Abang ojol mengiyakan pertanyaan Mei. “Tadi ada pesanan ayam geprek dan jus mangga dari Pak Amran. Katanya buat Mbak.” Ia mengulurkan kantung kresek di tangan. Wangi ayam goreng menyelip di antara aroma woody dari pengharum ruangan di perpustakaan. 

"Makasih banyak, Mas.” Kantung kresek berpindah tempat dalam hitungan detik. Mei memberi tip yang disambut semringah. Ia kembali ke tempat semula setelah transaksi selesai. 

Merasa belum yakin dengan pemberian Prof. Arman, Mei menelepon pria itu. “Maaf, Prof, ini beneran buat saya? Halal buat saya makan?”

“Halal.” Amran berujar santai.

“Makasih, Prof.” Hening sejenak. Sepotong pertanyaan mampir di benak Mei. Mengabaikan perasaan tidak enak, Mei nekat bertanya. “Tapi Prof makan apa?” 

“Saya juga sudah mesen makan.” 

“Baik, Prof. Sekali lagi terima kasih.” 

“Sama-sama. Oh, iya, jangan pulang terlalu malam. Udara malam sangat dingin.” 

“Ya, Prof. Saya cuma sampai jam delapan, kok.” Mei segera menyudahi basa-basi lalu meneruskan pekerjaan. 
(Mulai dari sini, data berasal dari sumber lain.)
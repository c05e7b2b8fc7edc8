use super::*;

/// Tests that bookings are listed with the latest event first.
///
/// Expected: Ok with bookings sorted by event date descending
#[tokio::test]
async fn orders_by_event_date_descending() -> Result<(), DbErr> {
    let test = TestBuilder::new().with_booking_tables().build().await.unwrap();
    let db = test.db.as_ref().unwrap();

    let today = Utc::now().date_naive();
    let soon = factory::booking::BookingFactory::new(db)
        .event_date(today + Duration::days(3))
        .build()
        .await?;
    let later = factory::booking::BookingFactory::new(db)
        .event_date(today + Duration::days(90))
        .build()
        .await?;

    let (bookings, total) = BookingRepository::new(db).get_paginated(None, 0, 10).await?;

    assert_eq!(total, 2);
    let ids: Vec<i32> = bookings.iter().map(|b| b.id).collect();
    assert_eq!(ids, vec![later.id, soon.id]);

    Ok(())
}

/// Tests filtering by status.
///
/// Expected: Ok with only cancelled bookings
#[tokio::test]
async fn filters_by_status() -> Result<(), DbErr> {
    let test = TestBuilder::new().with_booking_tables().build().await.unwrap();
    let db = test.db.as_ref().unwrap();

    factory::create_booking(db).await?;
    let cancelled = factory::booking::BookingFactory::new(db)
        .status(BookingStatus::Cancelled)
        .build()
        .await?;

    let (bookings, total) = BookingRepository::new(db)
        .get_paginated(Some(BookingStatus::Cancelled), 0, 10)
        .await?;

    assert_eq!(total, 1);
    assert_eq!(bookings[0].id, cancelled.id);

    Ok(())
}
//! Invite domain models and parameters.
//!
//! Invites are the only way to create accounts. A pending invite counts as expired once
//! its `expires_at` has passed; expiry is derived on read rather than stored.

use chrono::{DateTime, Duration, Utc};
use entity::sea_orm_active_enums::{InviteStatus, UserRole};

use crate::{
    model::invite::{
        AcceptInviteDto, CreateInviteDto, InviteDto, InviteResultDto, InviteStatusDto,
        PublicInviteDto,
    },
    server::{
        error::validation::ValidationError,
        util::validate::{Validate, Validator},
    },
};

/// Days an invite stays valid after it is created or its token is rotated.
pub const INVITE_TTL_DAYS: i64 = 7;

/// Minimum seconds between two sends of the same invite.
pub const RESEND_COOLDOWN_SECONDS: i64 = 60;

pub fn invite_ttl() -> Duration {
    Duration::days(INVITE_TTL_DAYS)
}

#[derive(Debug, Clone, PartialEq)]
pub struct Invite {
    pub id: i32,
    pub email: String,
    pub role: UserRole,
    pub token: String,
    pub status: InviteStatus,
    pub phone: Option<String>,
    pub invited_by: Option<i32>,
    pub expires_at: DateTime<Utc>,
    pub last_sent_at: Option<DateTime<Utc>>,
    pub send_count: i32,
    pub accepted_user_id: Option<i32>,
    pub accepted_at: Option<DateTime<Utc>>,
    pub created_at: DateTime<Utc>,
}

impl Invite {
    pub fn from_entity(entity: entity::invite::Model) -> Self {
        Self {
            id: entity.id,
            email: entity.email,
            role: entity.role,
            token: entity.token,
            status: entity.status,
            phone: entity.phone,
            invited_by: entity.invited_by,
            expires_at: entity.expires_at,
            last_sent_at: entity.last_sent_at,
            send_count: entity.send_count,
            accepted_user_id: entity.accepted_user_id,
            accepted_at: entity.accepted_at,
            created_at: entity.created_at,
        }
    }

    /// Whether the invite is pending but past its expiry at `now`.
    pub fn is_expired(&self, now: DateTime<Utc>) -> bool {
        self.status == InviteStatus::Pending && self.expires_at <= now
    }

    /// Whether the invite can still be accepted at `now`.
    pub fn is_usable(&self, now: DateTime<Utc>) -> bool {
        self.status == InviteStatus::Pending && self.expires_at > now
    }

    /// Whether the last send happened within the resend cooldown.
    pub fn recently_sent(&self, now: DateTime<Utc>) -> bool {
        self.last_sent_at
            .is_some_and(|sent| now - sent < Duration::seconds(RESEND_COOLDOWN_SECONDS))
    }

    /// Status as presented to API clients, with expiry folded in.
    pub fn display_status(&self, now: DateTime<Utc>) -> InviteStatusDto {
        match self.status {
            InviteStatus::Pending if self.is_expired(now) => InviteStatusDto::Expired,
            InviteStatus::Pending => InviteStatusDto::Pending,
            InviteStatus::Accepted => InviteStatusDto::Accepted,
            InviteStatus::Revoked => InviteStatusDto::Revoked,
        }
    }

    /// Acceptance link sent to the invitee.
    pub fn link(&self, app_url: &str) -> String {
        format!("{}/invite/{}", app_url, self.token)
    }

    pub fn into_dto(self) -> InviteDto {
        InviteDto {
            status: self.display_status(Utc::now()),
            id: self.id,
            email: self.email,
            role: self.role.into(),
            phone: self.phone,
            expires_at: self.expires_at,
            last_sent_at: self.last_sent_at,
            send_count: self.send_count,
            accepted_user_id: self.accepted_user_id,
            created_at: self.created_at,
        }
    }

    pub fn into_public_dto(self) -> PublicInviteDto {
        PublicInviteDto {
            email: self.email,
            role: self.role.into(),
            expires_at: self.expires_at,
        }
    }
}

/// Invite together with what this call did to it.
#[derive(Debug, Clone)]
pub struct InviteResult {
    pub invite: Invite,
    pub created: bool,
    pub sent: bool,
}

impl InviteResult {
    pub fn into_dto(self) -> InviteResultDto {
        InviteResultDto {
            invite: self.invite.into_dto(),
            created: self.created,
            sent: self.sent,
        }
    }
}

#[derive(Debug, Clone)]
pub struct CreateInviteParams {
    pub email: String,
    pub role: UserRole,
    pub phone: Option<String>,
    pub invited_by: Option<i32>,
}

impl CreateInviteParams {
    pub fn from_dto(dto: CreateInviteDto, invited_by: Option<i32>) -> Self {
        Self {
            email: crate::server::util::validate::normalize_email(&dto.email),
            role: dto.role.into(),
            phone: crate::server::util::validate::non_blank(dto.phone),
            invited_by,
        }
    }
}

/// Listing filter; `Expired` selects pending invites past their expiry.
#[derive(Debug, Clone, Copy, PartialEq, Eq)]
pub enum InviteFilter {
    Pending,
    Accepted,
    Revoked,
    Expired,
}

impl From<InviteStatusDto> for InviteFilter {
    fn from(value: InviteStatusDto) -> Self {
        match value {
            InviteStatusDto::Pending => Self::Pending,
            InviteStatusDto::Accepted => Self::Accepted,
            InviteStatusDto::Revoked => Self::Revoked,
            InviteStatusDto::Expired => Self::Expired,
        }
    }
}

impl Validate for CreateInviteDto {
    fn validate(&self) -> Result<(), ValidationError> {
        Validator::new()
            .email("email", &self.email)
            .phone("phone", self.phone.as_deref())
            .finish()
    }
}

impl Validate for AcceptInviteDto {
    fn validate(&self) -> Result<(), ValidationError> {
        Validator::new()
            .required("name", &self.name, 100)
            .phone("phone", self.phone.as_deref())
            .finish()
    }
}
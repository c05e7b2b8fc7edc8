use sea_orm::entity::prelude::*;

#[derive(Clone, Debug, PartialEq, Eq, DeriveEntityModel)]
#[sea_orm(table_name = "login_code")]
pub struct Model {
    #[sea_orm(primary_key)]
    pub id: i32,
    pub user_id: i32,
    pub code_hash: String,
    pub expires_at: DateTimeUtc,
    pub attempts: i32,
    pub consumed_at: Option<DateTimeUtc>,
    pub created_at: DateTimeUtc,
}

#[derive(Copy, Clone, Debug, EnumIter, DeriveRelation)]
pub enum Relation {
    #[sea_orm(
        belongs_to = "super::user::Entity",
        from = "Column::UserId",
        to = "super::user::Column::Id",
        on_update = "Cascade",
        on_delete = "Cascade"
    )]
    User,
}

impl Related<super::user::Entity> for Entity {
    fn to() -> RelationDef {
        Relation::User.def()
    }
}

impl ActiveModelBehavior for ActiveModel {}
Tumpukan kertas jawaban melupakan Mei dari makan malam. Ia harus segera menyelesaikan koreksian dan makan akan mengurangi banyak waktunya. Mei memilih mengganjal perut dengan jus mangga dan sepotong roti cokelat kacang yang sempat dibelinya tadi siang.

Jam dinding sudah menunjuk angka delapan ketika Mei membereskan kertas-kertas ujian Mahasiswa semester lima. Semua sudah selesai dikoreksi. Ia tinggal merekap nilai dan menyerahkan pada Prof Amran besok. 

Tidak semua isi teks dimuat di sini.